What California Can Learn from Christchurch
“I went to New Zealand on a long-planned vacation to see the setting for The Lord of the Rings movies and the mountain scenery. But as the earthquake reporter for the Los Angeles Times, I had another goal,” Rong-Gong Lin II writes. “I wanted to visit Christchurch, a seaside city on the South Island. For people in the seismic community, there are many lessons California can learn from Christchurch, and I wanted to see it for myself.”
“On 22 February 2011, a magnitude 6.2 earthquake ruptured right under Christchurch. There have been bigger earthquakes since around the globe that have been more destructive. But Christchurch bears a distinct resemblance to California cities like Los Angeles and San Francisco. We share similar building codes, architectural styles, proximity to major faults, and that familiar denial that comes with living in earthquake country,” Lin writes.
“I was immediately struck by how much Christchurch had been altered by the quake and how the idea of a ‘full recovery’ was a fantasy. Some voiced optimism of Christchurch being reborn as a safer, and in some ways more vibrant, city; others voiced regret at a lost decade.

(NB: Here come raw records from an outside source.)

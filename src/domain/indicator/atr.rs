//! Average True Range indicator.
//!
//! TR[0] = high - low (no previous close)
//! TR[i] = max(high - low, |high - prev_close|, |low - prev_close|)
//! ATR(n) = SMA(n) of TR, so the first (n-1) bars are undefined.

use crate::domain::error::{ensure_same_len, TradelensError};
use crate::domain::indicator::{moving_average, IndicatorSeries, IndicatorType};
use crate::domain::ohlcv::TimeSeries;

pub const DEFAULT_PERIOD: usize = 14;

pub fn true_range(high: &[f64], low: &[f64], close: &[f64]) -> Result<Vec<f64>, TradelensError> {
    ensure_same_len(high.len(), low.len())?;
    ensure_same_len(high.len(), close.len())?;
    if high.is_empty() {
        return Err(TradelensError::InsufficientData { have: 0, need: 1 });
    }

    let tr = (0..high.len())
        .map(|i| {
            let hl = high[i] - low[i];
            if i == 0 {
                return hl;
            }
            let hc = (high[i] - close[i - 1]).abs();
            let lc = (low[i] - close[i - 1]).abs();
            hl.max(hc).max(lc)
        })
        .collect();
    Ok(tr)
}

pub fn average_true_range(
    high: &[f64],
    low: &[f64],
    close: &[f64],
    period: usize,
) -> Result<Vec<Option<f64>>, TradelensError> {
    let tr = true_range(high, low, close)?;
    moving_average(&tr, period)
}

pub fn calculate_atr(series: &TimeSeries, period: usize) -> Result<IndicatorSeries, TradelensError> {
    let values = average_true_range(&series.highs(), &series.lows(), &series.closes(), period)?;
    Ok(IndicatorSeries::from_values(
        IndicatorType::Atr(period),
        series,
        values,
    ))
}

“The overall lesson I learned: Be realistic about the challenges the rebuilding will face. It will be far more difficult than anything we might have experienced in our lifetime. And by doing whatever we can before disaster strikes, the easier it will be to recover as best we can.
“Recovery will be slower than anyone would like … [and] the mental scars can be widespread. The warnings about dangerous buildings are not overblown.
“For decades, seismic experts have said certain types of buildings are at high risk of collapse in a major quake. Christchurch proved them right. They include buildings made of brick or stone built in the late 19th and early 20th centuries, as well as more modern concrete buildings, including office towers built through the 1980s.
“Just two concrete buildings catastrophically collapsed in the 2011 earthquake, killing 133 people, accounting for more than two-thirds of the death toll in the disaster.
“New Zealand’s recovery was helped by earthquake insurance. California is nowhere near as insured. New Zealand is unusual for its remarkably high earthquake insurance rate. In California, most homeowners are required by their lenders to have only fire insurance. In New Zealand, however, the government created the New Zealand Earthquake Commission, which is a compulsory addendum to anyone with a standard residential fire insurance policy typically required by lenders.
“The system wasn’t perfect. There have been complaints about how the commission was ill-prepared to manage the massive influx in claims. And some people were under-insured. But the high insurance rate prevented many from losing it all.”
Original article by Rong-Gong Lin II, Los Angeles Times, December 12, 2019.